Social care council tax levy will be ‘swallowed up’ by cost of paying Living Wage
Almost all of the money generated by a two per cent council tax increase to fund social care for elderly and vulnerable people will be swallowed up by the cost of introducing the Government’s Living Wage, town hall bosses have warned.
Local authorities have been given permission to levy a two per cent supplement on top of a maximum 1.99 per cent council tax rise in order to meet the soaring cost of social services.
Birmingham is one of scores of councils preparing to approve the one-off social care precept, making a total council tax increase for 2016-17 of 3.99 per cent, the largest for several years.
But in common with all other local authorities the city faces a huge bill to deliver the living wage to low-paid care workers from April.
City council leaders have decided to create the Birmingham Care Wage, which will be set at £7.50 an hour, equivalent to a 12 per cent pay rise for carers. But the cost of the increase may be more than the £5 million that can be raised through a two per cent council tax increase.
The Local Government Association said today that nine out of 10 councils in England would approve the social care levy, raising a total of £372 million.

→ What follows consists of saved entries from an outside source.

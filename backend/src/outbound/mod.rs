//! Outbound adapters implementing domain ports.
//!
//! - **persistence**: PostgreSQL repositories using Diesel ORM
//! - **memory**: process-local repositories for tests and database-less runs
//!
//! Adapters translate between domain types and storage representations and
//! hold no business rules.

pub mod memory;
pub mod persistence;
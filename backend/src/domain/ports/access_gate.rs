//! Port for authorization decisions.

use crate::domain::registry::GateAction;
use crate::domain::Actor;

/// Yes/no gate consulted before guarded writes.
#[cfg_attr(test, mockall::automock)]
pub trait AccessGate: Send + Sync {
    /// Whether `actor` may perform `action`.
    fn is_allowed(&self, action: GateAction, actor: &Actor) -> bool;
}
//! Domain-level error type.
//!
//! Errors are transport agnostic. The HTTP adapter renders them as JSON:API
//! error documents; nothing in the domain knows about status codes.

use super::TraceId;

/// Stable machine-readable failure category.
#[derive(Debug, Clone, Copy, PartialEq, Eq, Hash)]
#[non_exhaustive]
pub enum ErrorCode {
    /// Query parameters or the request body could not be interpreted.
    InvalidRequest,
    /// The request body was well formed but violated field rules.
    ValidationFailed,
    /// No valid credential accompanied the request.
    Unauthorized,
    /// The caller is authenticated but the gate denied the action.
    Forbidden,
    /// The resource or a referenced resource does not exist.
    NotFound,
    /// The request contradicts the target resource (type or id mismatch).
    Conflict,
    /// A collaborator such as the database is unreachable.
    ServiceUnavailable,
    /// An unexpected failure.
    InternalError,
}

/// A single violated field rule.
///
/// `pointer` is a JSON pointer into the request document, e.g.
/// `/data/attributes/title`.
#[derive(Debug, Clone, PartialEq, Eq)]
pub struct FieldViolation {
    pointer: String,
    message: String,
}

impl FieldViolation {
    /// Create a violation for the field at `pointer`.
    pub fn new(pointer: impl Into<String>, message: impl Into<String>) -> Self {
        Self {
            pointer: pointer.into(),
            message: message.into(),
        }
    }

    /// JSON pointer to the offending field.
    pub fn pointer(&self) -> &str {
        &self.pointer
    }

    /// Human-readable rule description.
    pub fn message(&self) -> &str {
        &self.message
    }
}

/// Domain error payload.
///
/// Construction captures the trace identifier in scope, if any.
///
/// # Examples
/// ```
/// use bookshelf::domain::{Error, ErrorCode};
///
/// let err = Error::not_found("No query results for model [books] 7");
/// assert_eq!(err.code(), ErrorCode::NotFound);
/// assert_eq!(err.title(), "Not Found");
/// ```
#[derive(Debug, Clone, PartialEq, Eq)]
pub struct Error {
    code: ErrorCode,
    title: String,
    message: String,
    violations: Vec<FieldViolation>,
    trace_id: Option<String>,
}

impl Error {
    /// Create an error with an explicit title.
    pub fn new(code: ErrorCode, title: impl Into<String>, message: impl Into<String>) -> Self {
        Self {
            code,
            title: title.into(),
            message: message.into(),
            violations: Vec::new(),
            trace_id: TraceId::current().map(|id| id.to_string()),
        }
    }

    /// Malformed request. Callers usually refine the title with
    /// [`Error::with_title`].
    pub fn invalid_request(message: impl Into<String>) -> Self {
        Self::new(ErrorCode::InvalidRequest, "Invalid Request", message)
    }

    /// One or more field rules were violated.
    pub fn validation(violations: Vec<FieldViolation>) -> Self {
        let message = violations
            .first()
            .map_or_else(|| "The given data was invalid.".to_owned(), |v| v.message.clone());
        let mut error = Self::new(ErrorCode::ValidationFailed, "Validation Error", message);
        error.violations = violations;
        error
    }

    /// Missing or unknown credential.
    pub fn unauthenticated() -> Self {
        Self::new(
            ErrorCode::Unauthorized,
            "Unauthenticated",
            "You are not authenticated",
        )
    }

    /// Gate denial.
    pub fn forbidden() -> Self {
        Self::new(
            ErrorCode::Forbidden,
            "Unauthorized Action",
            "This action is unauthorized.",
        )
    }

    /// Missing resource.
    pub fn not_found(message: impl Into<String>) -> Self {
        Self::new(ErrorCode::NotFound, "Not Found", message)
    }

    /// Request contradicts the addressed resource.
    pub fn conflict(message: impl Into<String>) -> Self {
        Self::new(ErrorCode::Conflict, "Conflict", message)
    }

    /// Collaborator unavailable.
    pub fn service_unavailable(message: impl Into<String>) -> Self {
        Self::new(
            ErrorCode::ServiceUnavailable,
            "Service Unavailable",
            message,
        )
    }

    /// Unexpected failure; `class` names the failure kind and becomes the title.
    pub fn internal(class: impl Into<String>, message: impl Into<String>) -> Self {
        Self::new(ErrorCode::InternalError, class, message)
    }

    /// Replace the title.
    #[must_use]
    pub fn with_title(mut self, title: impl Into<String>) -> Self {
        self.title = title.into();
        self
    }

    /// Attach a trace identifier explicitly.
    #[must_use]
    pub fn with_trace_id(mut self, id: impl Into<String>) -> Self {
        self.trace_id = Some(id.into());
        self
    }

    /// Failure category.
    pub fn code(&self) -> ErrorCode {
        self.code
    }

    /// Short summary rendered as the error `title`.
    pub fn title(&self) -> &str {
        &self.title
    }

    /// Detail rendered as the error `details`.
    pub fn message(&self) -> &str {
        &self.message
    }

    /// Field violations; empty unless the code is
    /// [`ErrorCode::ValidationFailed`].
    pub fn violations(&self) -> &[FieldViolation] {
        &self.violations
    }

    /// Trace identifier captured at construction.
    pub fn trace_id(&self) -> Option<&str> {
        self.trace_id.as_deref()
    }
}

impl std::fmt::Display for Error {
    fn fmt(&self, f: &mut std::fmt::Formatter<'_>) -> std::fmt::Result {
        write!(f, "{}: {}", self.title, self.message)
    }
}

impl std::error::Error for Error {}
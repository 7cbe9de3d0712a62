//! Mediator behaviour against mocked ports.

use super::*;
use crate::domain::ports::{
    ListQuery, Listing, MockAccessGate, MockResourceRepository, RepositoryError,
};
use crate::domain::registry::GateAction;
use crate::domain::{Author, Book, BookDraft, Comment, ErrorCode, Role};
use chrono::{DateTime, TimeZone, Utc};
use rstest::rstest;
use serde_json::{Value, json};
use url::Url;
use uuid::Uuid;

const BASE: &str = "http://localhost:8080/api/v1";

fn at() -> DateTime<Utc> {
    Utc.with_ymd_and_hms(2019, 1, 1, 0, 0, 0)
        .single()
        .expect("valid timestamp")
}

fn book(id: i64) -> Entity {
    Entity::Book(Book {
        id,
        title: format!("Book {id}"),
        description: "A description".into(),
        publication_year: "2019".into(),
        created_at: at(),
        updated_at: at(),
    })
}

fn author(id: i64) -> Entity {
    Entity::Author(Author {
        id,
        name: format!("Author {id}"),
        created_at: at(),
        updated_at: at(),
    })
}

fn comment(id: i64) -> Entity {
    Entity::Comment(Comment {
        id,
        message: "Nice".into(),
        user_id: None,
        book_id: Some(1),
        created_at: at(),
        updated_at: at(),
    })
}

fn admin() -> Actor {
    Actor::new(Uuid::nil(), Role::Admin)
}

fn mediator(repository: MockResourceRepository, gate: MockAccessGate) -> ResourceMediator {
    let registry = Arc::new(EntityRegistry::standard());
    ResourceMediator::new(MediatorParts {
        registry: Arc::clone(&registry),
        repository: Arc::new(repository),
        gate: Arc::new(gate),
        assembler: DocumentAssembler::new(Url::parse(BASE).expect("valid base url"), registry),
        page_settings: PageSettings::default(),
    })
}

fn allowing_gate() -> MockAccessGate {
    let mut gate = MockAccessGate::new();
    gate.expect_is_allowed().return_const(true);
    gate
}

fn pairs(raw: &[(&str, &str)]) -> Vec<(String, String)> {
    raw.iter()
        .map(|(name, value)| ((*name).to_owned(), (*value).to_owned()))
        .collect()
}

fn to_value(document: &ResourceDocument) -> Value {
    serde_json::to_value(document).expect("serializable document")
}

fn numeric(id: i64) -> ResourceId {
    ResourceId::Numeric(id)
}

#[rstest]
#[tokio::test]
async fn fetch_one_reports_missing_records() {
    let mut repository = MockResourceRepository::new();
    repository.expect_find().returning(|_| Ok(None));

    let err = mediator(repository, allowing_gate())
        .fetch_one(ResourceType::Books, "7", &[])
        .await
        .expect_err("missing book");

    assert_eq!(err.code(), ErrorCode::NotFound);
    assert_eq!(err.message(), "No query results for model [books] 7");
}

#[rstest]
#[tokio::test]
async fn unparsable_ids_never_reach_the_repository() {
    let err = mediator(MockResourceRepository::new(), allowing_gate())
        .fetch_one(ResourceType::Users, "not-a-uuid", &[])
        .await
        .expect_err("invalid uuid");
    assert_eq!(err.code(), ErrorCode::NotFound);
}

#[rstest]
#[tokio::test]
async fn fetch_one_loads_requested_includes() {
    let mut repository = MockResourceRepository::new();
    repository.expect_find().returning(|_| Ok(Some(book(1))));
    repository
        .expect_related()
        .withf(|key, mechanism| {
            key.id == numeric(1)
                && matches!(mechanism, RelationshipMechanism::ManyToMany(JoinTable::AuthorBook))
        })
        .returning(|_, _| Ok(vec![author(3)]));

    let document = mediator(repository, allowing_gate())
        .fetch_one(ResourceType::Books, "1", &pairs(&[("include", "authors")]))
        .await
        .expect("book found");
    let value = to_value(&document);

    assert_eq!(
        value["data"]["relationships"]["authors"]["data"],
        json!([{"id": "3", "type": "authors"}])
    );
    assert_eq!(value["included"][0]["id"], json!("3"));
    assert!(value["data"]["relationships"]["comments"].get("data").is_none());
}

#[rstest]
#[tokio::test]
async fn fetch_many_rejects_unknown_filters_before_querying() {
    let err = mediator(MockResourceRepository::new(), allowing_gate())
        .fetch_many(ResourceType::Users, &pairs(&[("filter[foo]", "bar")]))
        .await
        .expect_err("unknown filter");
    assert_eq!(err.code(), ErrorCode::InvalidRequest);
    assert_eq!(
        err.message(),
        "Given filter(s) `foo` are not allowed. Allowed filter(s) are `role`."
    );
}

#[rstest]
#[tokio::test]
async fn fetch_many_pages_and_links() {
    let mut repository = MockResourceRepository::new();
    repository
        .expect_list()
        .withf(|resource_type, query: &ListQuery| {
            *resource_type == ResourceType::Books && query.offset == 0 && query.limit == 5
        })
        .returning(|_, _| {
            Ok(Listing {
                items: (1..=5).map(book).collect(),
                total: 10,
            })
        });

    let document = mediator(repository, allowing_gate())
        .fetch_many(
            ResourceType::Books,
            &pairs(&[("page[size]", "5"), ("page[number]", "1")]),
        )
        .await
        .expect("listing");
    let value = to_value(&document);

    assert_eq!(value["data"].as_array().map(Vec::len), Some(5));
    assert_eq!(value["links"]["prev"], Value::Null);
    assert_eq!(
        value["links"]["next"],
        json!(format!("{BASE}/books?page%5Bsize%5D=5&page%5Bnumber%5D=2"))
    );
    assert!(value.get("included").is_none());
}

#[rstest]
#[tokio::test]
async fn related_to_one_renders_a_single_resource() {
    let mut repository = MockResourceRepository::new();
    repository.expect_find().returning(|_| Ok(Some(comment(4))));
    repository
        .expect_related()
        .returning(|_, _| Ok(vec![book(1)]));

    let document = mediator(repository, allowing_gate())
        .fetch_related(ResourceType::Comments, "4", "books")
        .await
        .expect("related book");
    let value = to_value(&document);
    assert_eq!(value["data"]["type"], json!("books"));
    assert_eq!(value["data"]["id"], json!("1"));
}

#[rstest]
#[tokio::test]
async fn linkage_for_single_row_to_many_is_still_an_array() {
    let mut repository = MockResourceRepository::new();
    repository.expect_find().returning(|_| Ok(Some(book(1))));
    repository
        .expect_related()
        .returning(|_, _| Ok(vec![comment(2)]));

    let document = mediator(repository, allowing_gate())
        .fetch_relationship_linkage(ResourceType::Books, "1", "comments")
        .await
        .expect("linkage");
    assert_eq!(
        to_value(&document),
        json!({"data": [{"id": "2", "type": "comments"}]})
    );
}

#[rstest]
#[tokio::test]
async fn undeclared_relationships_are_not_found() {
    let err = mediator(MockResourceRepository::new(), allowing_gate())
        .update_relationship(
            &admin(),
            ResourceType::Comments,
            "1",
            "authors",
            &LinkageInput::ToMany(Vec::new()),
        )
        .await
        .expect_err("undeclared relationship");
    assert_eq!(err.code(), ErrorCode::NotFound);
}

#[rstest]
#[tokio::test]
async fn gate_denial_blocks_authorship_changes() {
    let mut gate = MockAccessGate::new();
    gate.expect_is_allowed()
        .withf(|action, actor| {
            *action == GateAction::ManageAuthorship && actor.role() == Role::User
        })
        .return_const(false);

    let err = mediator(MockResourceRepository::new(), gate)
        .update_relationship(
            &Actor::new(Uuid::nil(), Role::User),
            ResourceType::Books,
            "1",
            "authors",
            &LinkageInput::ToMany(vec![IdentifierInput::new("authors", "1")]),
        )
        .await
        .expect_err("forbidden");
    assert_eq!(err.code(), ErrorCode::Forbidden);
}

#[rstest]
#[tokio::test]
async fn identifier_type_mismatch_is_a_conflict() {
    let err = mediator(MockResourceRepository::new(), allowing_gate())
        .update_relationship(
            &admin(),
            ResourceType::Books,
            "1",
            "comments",
            &LinkageInput::ToMany(vec![IdentifierInput::new("books", "2")]),
        )
        .await
        .expect_err("wrong type");
    assert_eq!(err.code(), ErrorCode::Conflict);
}

#[rstest]
#[case(ResourceType::Comments, "users", LinkageInput::ToMany(Vec::new()))]
#[case(ResourceType::Users, "comments", LinkageInput::ToOne(None))]
#[tokio::test]
async fn payload_cardinality_must_match_declaration(
    #[case] resource_type: ResourceType,
    #[case] name: &str,
    #[case] data: LinkageInput,
) {
    let raw_id = match resource_type {
        ResourceType::Users => Uuid::nil().to_string(),
        _ => "1".to_owned(),
    };
    let err = mediator(MockResourceRepository::new(), allowing_gate())
        .update_relationship(&admin(), resource_type, &raw_id, name, &data)
        .await
        .expect_err("cardinality mismatch");
    assert_eq!(err.code(), ErrorCode::ValidationFailed);
    assert_eq!(err.violations()[0].pointer(), "/data");
}

#[rstest]
#[tokio::test]
async fn to_many_updates_send_one_replace_with_unique_targets() {
    let mut repository = MockResourceRepository::new();
    repository
        .expect_update()
        .withf(|key, patch, linkage| {
            key.id == numeric(1)
                && patch.is_empty()
                && linkage
                    == [LinkageChange::ReplaceInverse {
                        foreign_key: ForeignKey::CommentBook,
                        targets: vec![numeric(2), numeric(3)],
                    }]
        })
        .times(1)
        .returning(|_, _, _| Ok(Some(book(1))));

    mediator(repository, allowing_gate())
        .update_relationship(
            &admin(),
            ResourceType::Books,
            "1",
            "comments",
            &LinkageInput::ToMany(vec![
                IdentifierInput::new("comments", "2"),
                IdentifierInput::new("comments", "3"),
                IdentifierInput::new("comments", "2"),
            ]),
        )
        .await
        .expect("relationship replaced");
}

#[rstest]
#[tokio::test]
async fn missing_targets_surface_as_not_found() {
    let mut repository = MockResourceRepository::new();
    repository.expect_update().returning(|_, _, _| {
        Err(RepositoryError::missing_targets(
            ResourceType::Comments,
            vec!["9".to_owned()],
        ))
    });

    let err = mediator(repository, allowing_gate())
        .update_relationship(
            &admin(),
            ResourceType::Books,
            "1",
            "comments",
            &LinkageInput::ToMany(vec![IdentifierInput::new("comments", "9")]),
        )
        .await
        .expect_err("missing comment");
    assert_eq!(err.code(), ErrorCode::NotFound);
}

#[rstest]
#[tokio::test]
async fn to_one_null_clears_the_owner() {
    let mut repository = MockResourceRepository::new();
    repository
        .expect_update()
        .withf(|_, _, linkage| {
            linkage
                == [LinkageChange::AssignOwner {
                    foreign_key: ForeignKey::CommentUser,
                    target: None,
                }]
        })
        .returning(|_, _, _| Ok(Some(comment(1))));

    mediator(repository, allowing_gate())
        .update_relationship(
            &admin(),
            ResourceType::Comments,
            "1",
            "users",
            &LinkageInput::ToOne(None),
        )
        .await
        .expect("owner cleared");
}

#[rstest]
#[tokio::test]
async fn create_returns_location_and_supplied_relationships() {
    let mut repository = MockResourceRepository::new();
    repository
        .expect_insert()
        .withf(|_, linkage| {
            linkage
                == [LinkageChange::SyncJoin {
                    join: JoinTable::AuthorBook,
                    targets: vec![numeric(1)],
                }]
        })
        .returning(|_, _| Ok(book(5)));
    repository
        .expect_related()
        .returning(|_, _| Ok(vec![author(1)]));

    let created = mediator(repository, allowing_gate())
        .create(
            &admin(),
            CreateInput {
                draft: EntityDraft::Book(BookDraft {
                    title: "Book 5".into(),
                    description: "A description".into(),
                    publication_year: "2019".into(),
                }),
                relationships: vec![RelationshipInput {
                    name: "authors".into(),
                    data: LinkageInput::ToMany(vec![IdentifierInput::new("authors", "1")]),
                }],
            },
        )
        .await
        .expect("book created");

    assert_eq!(created.location, format!("{BASE}/books/5"));
    let value = to_value(&created.document);
    assert_eq!(
        value["data"]["relationships"]["authors"]["data"],
        json!([{"id": "1", "type": "authors"}])
    );
}

#[rstest]
#[tokio::test]
async fn update_of_missing_record_is_not_found() {
    let mut repository = MockResourceRepository::new();
    repository.expect_update().returning(|_, _, _| Ok(None));

    let err = mediator(repository, allowing_gate())
        .update(
            &admin(),
            ResourceType::Books,
            "8",
            UpdateInput {
                patch: EntityPatch::unchanged(ResourceType::Books),
                relationships: Vec::new(),
            },
        )
        .await
        .expect_err("missing book");
    assert_eq!(err.message(), "No query results for model [books] 8");
}

#[rstest]
#[tokio::test]
async fn delete_of_missing_record_is_not_found() {
    let mut repository = MockResourceRepository::new();
    repository.expect_delete().returning(|_| Ok(false));

    let err = mediator(repository, allowing_gate())
        .delete(ResourceType::Authors, "3")
        .await
        .expect_err("missing author");
    assert_eq!(err.code(), ErrorCode::NotFound);
}

#[rstest]
#[tokio::test]
async fn repository_outages_are_service_unavailable() {
    let mut repository = MockResourceRepository::new();
    repository
        .expect_find()
        .returning(|_| Err(RepositoryError::connection("pool exhausted")));

    let err = mediator(repository, allowing_gate())
        .fetch_one(ResourceType::Authors, "1", &[])
        .await
        .expect_err("outage");
    assert_eq!(err.code(), ErrorCode::ServiceUnavailable);
}
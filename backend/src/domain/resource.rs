//! Resource type names and identifiers.
//!
//! JSON:API renders every identifier as a string. Internally authors, books
//! and comments use numeric keys while users use UUIDs; [`ResourceId`] keeps
//! the distinction so adapters can bind the right column type.

use std::fmt;
use std::str::FromStr;

use serde::Serialize;
use uuid::Uuid;

/// A registered resource type.
#[derive(Debug, Clone, Copy, PartialEq, Eq, Hash, PartialOrd, Ord, Serialize)]
#[serde(rename_all = "lowercase")]
pub enum ResourceType {
    /// `authors`
    Authors,
    /// `books`
    Books,
    /// `comments`
    Comments,
    /// `users`
    Users,
}

impl ResourceType {
    /// Every registered type, in registration order.
    pub const ALL: [Self; 4] = [Self::Authors, Self::Books, Self::Comments, Self::Users];

    /// Wire name used in `type` members and URLs.
    pub const fn as_str(self) -> &'static str {
        match self {
            Self::Authors => "authors",
            Self::Books => "books",
            Self::Comments => "comments",
            Self::Users => "users",
        }
    }

    /// Primary key representation for the type.
    pub const fn key_kind(self) -> KeyKind {
        match self {
            Self::Users => KeyKind::Uuid,
            Self::Authors | Self::Books | Self::Comments => KeyKind::Numeric,
        }
    }
}

impl fmt::Display for ResourceType {
    fn fmt(&self, f: &mut fmt::Formatter<'_>) -> fmt::Result {
        f.write_str(self.as_str())
    }
}

/// Raised when a type name is not registered.
#[derive(Debug, Clone, PartialEq, Eq, thiserror::Error)]
#[error("resource type `{name}` is not registered")]
pub struct UnknownResourceType {
    /// The rejected name.
    pub name: String,
}

impl FromStr for ResourceType {
    type Err = UnknownResourceType;

    fn from_str(s: &str) -> Result<Self, Self::Err> {
        Self::ALL
            .into_iter()
            .find(|candidate| candidate.as_str() == s)
            .ok_or_else(|| UnknownResourceType { name: s.to_owned() })
    }
}

/// Primary key representation.
#[derive(Debug, Clone, Copy, PartialEq, Eq)]
pub enum KeyKind {
    /// Auto-incrementing integer.
    Numeric,
    /// UUID string.
    Uuid,
}

impl KeyKind {
    /// Parse a wire identifier. Returns `None` when `raw` cannot be a key of
    /// this kind, which callers treat as "does not exist".
    pub fn parse(self, raw: &str) -> Option<ResourceId> {
        match self {
            Self::Numeric => raw.parse::<i64>().ok().map(ResourceId::Numeric),
            Self::Uuid => Uuid::parse_str(raw).ok().map(ResourceId::Uuid),
        }
    }
}

/// A primary key value.
#[derive(Debug, Clone, Copy, PartialEq, Eq, Hash, PartialOrd, Ord)]
pub enum ResourceId {
    /// Numeric key.
    Numeric(i64),
    /// UUID key.
    Uuid(Uuid),
}

impl ResourceId {
    /// Numeric value, if this is a numeric key.
    pub const fn as_numeric(&self) -> Option<i64> {
        match self {
            Self::Numeric(value) => Some(*value),
            Self::Uuid(_) => None,
        }
    }

    /// UUID value, if this is a UUID key.
    pub const fn as_uuid(&self) -> Option<Uuid> {
        match self {
            Self::Uuid(value) => Some(*value),
            Self::Numeric(_) => None,
        }
    }
}

impl fmt::Display for ResourceId {
    fn fmt(&self, f: &mut fmt::Formatter<'_>) -> fmt::Result {
        match self {
            Self::Numeric(value) => value.fmt(f),
            Self::Uuid(value) => value.fmt(f),
        }
    }
}

/// Fully qualified resource address: type plus key.
#[derive(Debug, Clone, Copy, PartialEq, Eq, Hash, PartialOrd, Ord)]
pub struct ResourceKey {
    /// Resource type.
    pub resource_type: ResourceType,
    /// Primary key.
    pub id: ResourceId,
}

impl ResourceKey {
    /// Combine a type and key.
    pub const fn new(resource_type: ResourceType, id: ResourceId) -> Self {
        Self { resource_type, id }
    }

    /// Parse a wire id for `resource_type`; `None` means the key cannot exist.
    pub fn parse(resource_type: ResourceType, raw: &str) -> Option<Self> {
        resource_type
            .key_kind()
            .parse(raw)
            .map(|id| Self::new(resource_type, id))
    }
}

impl fmt::Display for ResourceKey {
    fn fmt(&self, f: &mut fmt::Formatter<'_>) -> fmt::Result {
        write!(f, "{}/{}", self.resource_type, self.id)
    }
}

But the cost to councils of paying the living wage is estimated to be £330 million, leaving just £42 million to fund social services directly.
England’s 152 social care councils, including Birmingham, are also set to suffer because they will receive £2.5 billion less core revenue support grant from the Government in 2016-17.
The LGA is urging the Government to bring forward nearly £700 million of new funding earmarked for social care through the Better Care Fund by the end of the decade to 2016-17.
Council leaders warn council tax rises are unlikely to prevent the need for continued cutbacks to social care services and that the quality and availability of care for older and disabled people will continue to deteriorate.
Councils say they will have to continue to divert more money for other local services, including filling potholes, maintaining our parks and green spaces and running children’s centres, leisure centres and libraries, to try and plug growing social care funding gaps.
Cllr Nick Forbes, LGA vice-chair, said:
The Government expects local authorities to raise council tax by nearly four per cent next year, including a two per cent precept to pay for under pressure social care services.
With no council tax freeze grant next year, a Government funding settlement that assumes council tax increases and growing funding pressures, many councils feel they have no choice left but to put up council tax.
After years of striving to keep council tax as low as possible or frozen, town halls find themselves having no choice but to ask residents to pay more council tax over the next few years to offset some of the spiralling costs of social care in 2016-17.
At the same time, they are warning communities that despite council tax rising, the quality and quantity of services on offer could drop, as the income will not be enough to offset the full impact of further funding reductions next year and with the National Living Wage bringing a significant further cost pressure from April.
Councils will continue to do all they can to maintain the services that older and vulnerable people rely on but services supporting the elderly and disabled are at breaking point. It cannot be left to council taxpayers alone to try and fix them.
Vulnerable members of the community still face an uncertain future next year where the dignified care and support they deserve, such as help getting dressed, fed or getting out and about, remains at risk. Vital social care services will increasingly be unable to help ease the growing pressure on the NHS and the threat of a care home crisis is still very real.
That is why, at the very least, the planned £700 million of new funding from the Better Care Fund should be brought forward to 2016/17 in order to help alleviate growing social care pressures.